(The records)
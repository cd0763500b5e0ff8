//! Duration codec: parses and formats the `H:M[:S]` text used in the sheet.

use chrono::Duration;
use regex::Regex;
use std::sync::LazyLock;

static DURATION_RE: LazyLock<Regex> =
    LazyLock::new(|| Regex::new(r"^\s*([0-9]+)\s*:\s*([0-9]+)\s*(?::\s*([0-9]+)\s*)?$").unwrap());

/// Map Persian (`۰`-`۹`) and Arabic-Indic (`٠`-`٩`) digits to ASCII.
fn ascii_digits(s: &str) -> String {
    s.chars()
        .map(|c| match c {
            '\u{06F0}'..='\u{06F9}' => char::from(b'0' + (c as u32 - 0x06F0) as u8),
            '\u{0660}'..='\u{0669}' => char::from(b'0' + (c as u32 - 0x0660) as u8),
            other => other,
        })
        .collect()
}

/// Parse `"H:M"` or `"H:M:S"` into a duration.
/// Returns `None` for blank or non-duration-shaped text, and for values
/// too large to represent.
pub fn parse_duration(s: &str) -> Option<Duration> {
    let s = ascii_digits(s);
    let caps = DURATION_RE.captures(&s)?;

    let hours: i64 = caps.get(1)?.as_str().parse().ok()?;
    let minutes: i64 = caps.get(2)?.as_str().parse().ok()?;
    let seconds: i64 = match caps.get(3) {
        Some(m) => m.as_str().parse().ok()?,
        None => 0,
    };

    let total = hours
        .checked_mul(3600)?
        .checked_add(minutes.checked_mul(60)?)?
        .checked_add(seconds)?;
    Duration::try_seconds(total)
}

/// Format a duration as `HH:MM:SS` (or `HH:MM` without seconds).
/// Hours are not wrapped at 24; sub-second parts are truncated.
pub fn format_duration(d: Duration, include_seconds: bool) -> String {
    let total = d.num_seconds().max(0);
    let hours = total / 3600;
    let minutes = (total % 3600) / 60;
    let seconds = total % 60;

    if include_seconds {
        format!("{:02}:{:02}:{:02}", hours, minutes, seconds)
    } else {
        format!("{:02}:{:02}", hours, minutes)
    }
}

/// Average of `total` over `count` items, at millisecond precision.
pub fn average(total: Duration, count: usize) -> Duration {
    if count == 0 {
        return Duration::zero();
    }
    Duration::milliseconds(total.num_milliseconds() / count as i64)
}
(End The records)
**Exercise aim:**
Check each line of the listing above. Copy the ones with the word "count".

**Result:**
/// Average of `total` over `count` items, at millisecond precision.
pub fn average(total: Duration, count: usize) -> Duration {
    if count == 0 {
    Duration::milliseconds(total.num_milliseconds() / count as i64)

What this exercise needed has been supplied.